“I’m going east to-night,” he quite casually announced. “But above all things I want you and your Dinky-Dunk to hang on here as long as you can. He needs it. I’m stepping out. No, I don’t mean that, exactly, for I’d never stepped in. But it’s a fine thing, in this world, for men and women to be real friends. And I know, until we shuffle off, that we’re going to be that!”
“Peter!” I cried again, trying not to choke up with the sudden sense of deprivation that was battering my heart to pieces. And the light in faithful old Peter’s eyes didn’t make it any easier.
But he dropped my hand, of a sudden, and went stumbling rather awkwardly over the Spanish tiling as he passed out to the waiting car. I watched him as he climbed into it, stiffly yet with a show of careless bravado, for all the world like the lean-jowled knight of the vanished fête mounting his bony old Rosinante.

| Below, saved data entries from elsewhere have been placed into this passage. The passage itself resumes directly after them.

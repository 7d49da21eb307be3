//! Inbound analysis requests and input validation
//!
//! Validation is the first gate: malformed or abusive input is rejected
//! before any prompt is built or any network call is made. The rules run
//! in a fixed order and short-circuit on the first failure. The validated
//! request is immutable; fields are private so an unvalidated instance
//! cannot exist.

use crate::analysis::types::{ActivityLevel, Condition, MealAmount, SleepQuality};
use serde::{Deserialize, Serialize};
use thiserror::Error;

/// Text length bounds in characters, after trimming
const MIN_TEXT_CHARS: usize = 20;
const MAX_TEXT_CHARS: usize = 2000;

/// A run of one repeated character at least this long fails validation
const MAX_REPEAT_RUN: usize = 10;

/// Below this length, text without any whitespace is not sentence-like
const SENTENCE_LIKE_CHARS: usize = 30;

const MAX_INTENSITY: u8 = 5;
const MAX_TAGS: usize = 5;
const MAX_TAG_CHARS: usize = 20;

/// Fixed denylist of spam/test content, matched case-insensitively as
/// substrings of the entry text
const BLOCKED_KEYWORDS: &[&str] = &[
    // Loan spam
    "대출",
    "사업자금",
    "무담보",
    "무보증",
    "저금리",
    // Promotional spam
    "홍보",
    "광고",
    "마케팅",
    "홍보문의",
    // Test / keyboard-mash entries
    "test",
    "ㅁㄴㅇㄹ",
];

/// Why an inbound request was rejected
#[derive(Debug, Clone, PartialEq, Eq, Error)]
pub enum ValidationError {
    #[error("entry text is empty")]
    Empty,

    #[error("entry text must be at least {MIN_TEXT_CHARS} characters, got {0}")]
    TooShort(usize),

    #[error("entry text must be at most {MAX_TEXT_CHARS} characters, got {0}")]
    TooLong(usize),

    #[error("entry text repeats a single character {0} times in a row")]
    RepeatedCharacters(usize),

    #[error("entry text contains blocked content")]
    BlockedContent,

    #[error("entry text is too short to be sentence-like; write it out in words")]
    NotSentenceLike,

    #[error("intensity must be between 0 and {MAX_INTENSITY}, got {0}")]
    IntensityOutOfRange(u8),

    #[error("tags must start with '#' (e.g. #school #friends)")]
    NoHashTags,

    #[error("at most {MAX_TAGS} tags are allowed, got {0}")]
    TooManyTags(usize),

    #[error("tag '{0}' exceeds {MAX_TAG_CHARS} characters")]
    TagTooLong(String),
}

/// Condition as submitted by the client: any subset of the three fields
///
/// Completeness is not a validation concern; the post-processor persists a
/// condition only when all three fields are present.
#[derive(Debug, Clone, Copy, Default, PartialEq, Eq, Serialize, Deserialize)]
pub struct RequestCondition {
    pub sleep: Option<SleepQuality>,
    pub meal: Option<MealAmount>,
    pub activity: Option<ActivityLevel>,
}

impl RequestCondition {
    /// The persisted form of this condition, if every field was supplied
    pub fn complete(&self) -> Option<Condition> {
        Some(Condition {
            sleep: self.sleep?,
            meal: self.meal?,
            activity: self.activity?,
        })
    }
}

/// The analyze request body exactly as deserialized, before validation
#[derive(Debug, Clone, Deserialize)]
pub struct RawAnalysisRequest {
    pub text: String,
    #[serde(default)]
    pub intensity: Option<u8>,
    #[serde(default)]
    pub condition: Option<RequestCondition>,
    #[serde(default)]
    pub tags: Option<Vec<String>>,
}

/// A validated analysis request
///
/// Holds the trimmed entry text and the parsed `#`-tags. Instances only
/// come out of [`AnalysisRequest::validate`] and never change afterwards.
#[derive(Debug, Clone, PartialEq, Eq)]
pub struct AnalysisRequest {
    text: String,
    intensity: Option<u8>,
    condition: Option<RequestCondition>,
    tags: Option<Vec<String>>,
}

impl AnalysisRequest {
    /// Validate a raw request, producing the immutable validated form
    ///
    /// Rules run in order and short-circuit on the first failure:
    /// emptiness, length bounds, repeated-character runs, the keyword
    /// denylist, sentence-likeness, intensity range, then tags. Lengths
    /// are counted in Unicode characters, not bytes.
    pub fn validate(raw: RawAnalysisRequest) -> Result<Self, ValidationError> {
        let trimmed = raw.text.trim();

        if trimmed.is_empty() {
            return Err(ValidationError::Empty);
        }

        let char_count = trimmed.chars().count();
        if char_count < MIN_TEXT_CHARS {
            return Err(ValidationError::TooShort(char_count));
        }
        if char_count > MAX_TEXT_CHARS {
            return Err(ValidationError::TooLong(char_count));
        }

        if let Some(run) = longest_repeat_run(trimmed)
            && run >= MAX_REPEAT_RUN
        {
            return Err(ValidationError::RepeatedCharacters(run));
        }

        let lowered = trimmed.to_lowercase();
        if BLOCKED_KEYWORDS
            .iter()
            .any(|keyword| lowered.contains(*keyword))
        {
            return Err(ValidationError::BlockedContent);
        }

        if char_count < SENTENCE_LIKE_CHARS && !trimmed.chars().any(char::is_whitespace) {
            return Err(ValidationError::NotSentenceLike);
        }

        if let Some(intensity) = raw.intensity
            && intensity > MAX_INTENSITY
        {
            return Err(ValidationError::IntensityOutOfRange(intensity));
        }

        let tags = match raw.tags {
            Some(tags) => parse_tags(&tags.join(" "))?,
            None => None,
        };

        Ok(Self {
            text: trimmed.to_string(),
            intensity: raw.intensity,
            condition: raw.condition,
            tags,
        })
    }

    /// Get the trimmed entry text
    pub fn text(&self) -> &str {
        &self.text
    }

    /// Get the emotional intensity, if supplied (0-5)
    pub fn intensity(&self) -> Option<u8> {
        self.intensity
    }

    /// Get the submitted condition, if any (possibly partial)
    pub fn condition(&self) -> Option<&RequestCondition> {
        self.condition.as_ref()
    }

    /// Get the parsed `#`-tags, if any were supplied
    pub fn tags(&self) -> Option<&[String]> {
        self.tags.as_deref()
    }
}

/// Length of the longest run of one repeated character, if the text has
/// any run longer than a single character
fn longest_repeat_run(text: &str) -> Option<usize> {
    let mut longest = 0usize;
    let mut current = 0usize;
    let mut previous: Option<char> = None;

    for c in text.chars() {
        if Some(c) == previous {
            current += 1;
        } else {
            current = 1;
            previous = Some(c);
        }
        longest = longest.max(current);
    }

    (longest > 1).then_some(longest)
}

/// Parse and validate whitespace-separated tags
///
/// Empty input is not an error; it simply carries no tags. Non-empty
/// input must contain 1 to 5 `#`-prefixed tokens of at most 20 characters
/// each. Tokens without the `#` prefix are discarded, but if none remain
/// the input was not tag-shaped at all and is rejected.
fn parse_tags(raw: &str) -> Result<Option<Vec<String>>, ValidationError> {
    let trimmed = raw.trim();
    if trimmed.is_empty() {
        return Ok(None);
    }

    let tags: Vec<String> = trimmed
        .split_whitespace()
        .filter(|token| token.starts_with('#'))
        .map(str::to_string)
        .collect();

    if tags.is_empty() {
        return Err(ValidationError::NoHashTags);
    }
    if tags.len() > MAX_TAGS {
        return Err(ValidationError::TooManyTags(tags.len()));
    }
    for tag in &tags {
        if tag.chars().count() > MAX_TAG_CHARS {
            return Err(ValidationError::TagTooLong(tag.clone()));
        }
    }

    Ok(Some(tags))
}
//! Structured logging setup
//!
//! Tracing is initialized once at startup; every later call is a no-op so
//! tests and embedded callers can invoke it freely.

use std::sync::Once;
use tracing_subscriber::{EnvFilter, layer::SubscriberExt, util::SubscriberInitExt};

static INIT: Once = Once::new();

/// The directive string used when `RUST_LOG` is not set
///
/// The configured level applies to this crate only; tower-http access
/// logging stays at debug so request traces are always available.
fn default_directives(level: &str) -> String {
    format!("moodlens={level},tower_http=debug")
}

/// Install the global tracing subscriber
///
/// `RUST_LOG` wins when present; otherwise the level from the
/// observability config section is used.
pub fn init(default_level: &str) {
    INIT.call_once(|| {
        let filter = EnvFilter::try_from_default_env()
            .unwrap_or_else(|_| EnvFilter::new(default_directives(default_level)));

        tracing_subscriber::registry()
            .with(filter)
            .with(tracing_subscriber::fmt::layer())
            .init();
    });
}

It was nearly half an hour later that Dinky-Dunk came into the cool-shadowed living-room where I was making a pretense of being busy at cutting down some of Dinkie’s rompers for Pee-Wee, who most assuredly must soon bid farewell to skirts.

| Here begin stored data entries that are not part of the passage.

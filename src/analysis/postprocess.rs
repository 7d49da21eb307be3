//! Result post-processing and journal entry assembly
//!
//! Runs after the orchestrator has produced a schema-valid analysis:
//! drops actions whose catalog id is malformed, guarantees the user never
//! sees an empty recommendation panel during ordinary distress, and
//! assembles the journal entry the caller persists. A crisis result is
//! the exception: when risk is high, actions stay empty, because a crisis
//! response must never imply "go listen to music" in place of seeking
//! help.

use crate::analysis::fallback::default_safe_action;
use crate::analysis::request::AnalysisRequest;
use crate::analysis::types::{ActionItem, AnalysisResult, JournalEntry, RiskLevel};
use chrono::Utc;
use uuid::Uuid;

/// Check an action id against the `<category>-<digits>` catalog format
///
/// Format only: whether `music-999` actually exists in the catalog is the
/// catalog collaborator's concern.
pub fn is_valid_action_id(id: &str) -> bool {
    let Some((category, digits)) = id.split_once('-') else {
        return false;
    };
    matches!(
        category,
        "music" | "activity" | "flower" | "breathing" | "writing"
    ) && !digits.is_empty()
        && digits.bytes().all(|b| b.is_ascii_digit())
}

/// Keep only actions with well-formed catalog ids, logging the rest
pub fn filter_actions(actions: Vec<ActionItem>) -> Vec<ActionItem> {
    actions
        .into_iter()
        .filter(|action| {
            let keep = is_valid_action_id(&action.id);
            if !keep {
                tracing::warn!(action_id = %action.id, "dropping action with malformed catalog id");
            }
            keep
        })
        .collect()
}

/// Finalize an analysis into a persisted-shape journal entry
///
/// Always succeeds. Applies the action filter and default-action
/// guarantee, then stamps the entry with a fresh id and timestamp. A
/// partial condition is dropped entirely rather than persisted with
/// missing fields.
pub fn finalize(mut analysis: AnalysisResult, request: &AnalysisRequest) -> JournalEntry {
    analysis.actions = filter_actions(std::mem::take(&mut analysis.actions));

    if analysis.actions.is_empty() && analysis.risk_level != RiskLevel::High {
        tracing::warn!("no action survived filtering, injecting the default safe action");
        analysis.actions.push(default_safe_action());
    }

    JournalEntry {
        id: Uuid::new_v4(),
        created_at: Utc::now(),
        text: request.text().to_string(),
        condition: request.condition().and_then(|c| c.complete()),
        tags: request.tags().map(<[String]>::to_vec),
        intensity: request.intensity(),
        analysis,
        completed_actions: Vec::new(),
    }
}

#[cfg(test)]
mod tests {
    use super::*;
    use crate::analysis::fallback::fallback_analysis;
    use crate::analysis::request::{RawAnalysisRequest, RequestCondition};
    use crate::analysis::types::{ActionCategory, ActivityLevel, MealAmount, SleepQuality};

    fn action(id: &str) -> ActionItem {
        ActionItem {
            id: id.to_string(),
            category: ActionCategory::Music,
            title: "Some title".to_string(),
            description: "Some description".to_string(),
            evidence_id: None,
        }
    }

    fn request() -> AnalysisRequest {
        AnalysisRequest::validate(RawAnalysisRequest {
            text: "Today was rough at school and I could not shake it.".to_string(),
            intensity: Some(3),
            condition: None,
            tags: None,
        })
        .unwrap()
    }

    #[test]
    fn test_action_id_format() {
        assert!(is_valid_action_id("music-001"));
        assert!(is_valid_action_id("breathing-05"));
        assert!(is_valid_action_id("activity-010"));

        assert!(!is_valid_action_id("bogus"));
        assert!(!is_valid_action_id("music-"));
        assert!(!is_valid_action_id("music-0a1"));
        assert!(!is_valid_action_id("music-00-1"));
        assert!(!is_valid_action_id("podcast-001"));
        assert!(!is_valid_action_id("Music-001"));
    }

    #[test]
    fn test_filter_drops_malformed_ids_only() {
        let filtered = filter_actions(vec![
            action("music-001"),
            action("bogus"),
            action("activity-010"),
        ]);
        let ids: Vec<&str> = filtered.iter().map(|a| a.id.as_str()).collect();
        assert_eq!(ids, vec!["music-001", "activity-010"]);
    }

    #[test]
    fn test_empty_after_filter_low_risk_injects_default() {
        let mut analysis = fallback_analysis();
        analysis.actions = vec![action("bogus")];
        analysis.risk_level = RiskLevel::Low;

        let entry = finalize(analysis, &request());
        assert_eq!(entry.analysis.actions.len(), 1);
        assert_eq!(entry.analysis.actions[0].id, "music-001");
    }

    #[test]
    fn test_empty_after_filter_high_risk_stays_empty() {
        let mut analysis = fallback_analysis();
        analysis.actions = vec![];
        analysis.risk_level = RiskLevel::High;

        let entry = finalize(analysis, &request());
        assert!(entry.analysis.actions.is_empty(), "no injection for crisis results");
    }

    #[test]
    fn test_finalize_is_idempotent_on_valid_results() {
        let entry = finalize(fallback_analysis(), &request());
        let again = finalize(entry.analysis.clone(), &request());
        assert_eq!(entry.analysis, again.analysis);
    }

    #[test]
    fn test_entry_carries_request_fields() {
        let entry = finalize(fallback_analysis(), &request());
        assert_eq!(
            entry.text,
            "Today was rough at school and I could not shake it."
        );
        assert_eq!(entry.intensity, Some(3));
        assert!(entry.completed_actions.is_empty());
    }

    #[test]
    fn test_partial_condition_dropped() {
        let raw = RawAnalysisRequest {
            text: "Today was rough at school and I could not shake it.".to_string(),
            intensity: None,
            condition: Some(RequestCondition {
                sleep: Some(SleepQuality::Bad),
                meal: Some(MealAmount::Light),
                activity: None,
            }),
            tags: None,
        };
        let request = AnalysisRequest::validate(raw).unwrap();
        let entry = finalize(fallback_analysis(), &request);
        assert!(entry.condition.is_none(), "partial conditions are not persisted");
    }

    #[test]
    fn test_complete_condition_kept() {
        let raw = RawAnalysisRequest {
            text: "Today was rough at school and I could not shake it.".to_string(),
            intensity: None,
            condition: Some(RequestCondition {
                sleep: Some(SleepQuality::Bad),
                meal: Some(MealAmount::Light),
                activity: Some(ActivityLevel::None),
            }),
            tags: None,
        };
        let request = AnalysisRequest::validate(raw).unwrap();
        let entry = finalize(fallback_analysis(), &request);
        let condition = entry.condition.expect("complete condition is persisted");
        assert_eq!(condition.sleep, SleepQuality::Bad);
        assert_eq!(condition.activity, ActivityLevel::None);
    }

    #[test]
    fn test_entries_get_unique_ids() {
        let first = finalize(fallback_analysis(), &request());
        let second = finalize(fallback_analysis(), &request());
        assert_ne!(first.id, second.id);
    }
}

“Will you sit down, please?” he said with an abstracted sort of formality. For he’d caught me on the wing, half-way back from the open window, where I’d been glancing out to make sure Struthers was on guard with the children.
My face was a question, I suppose, even when I didn’t speak.
“There’s something I want you to be very quiet and courageous about,” was my husband’s none too tranquillizing beginning. And I could feel my pulse quicken.
“What is it?” I asked, wondering just what women should do to make themselves quiet and courageous.
“It’s about Allie,” answered my husband, speaking so slowly and deliberately that it sounded unnatural. “She shot herself last night. She—she killed herself, with an army revolver she’d borrowed from a young officer down there.”
I couldn’t quite understand, at first. The words seemed like half-drowned things my mind had to work over and resuscitate and coax, back into life.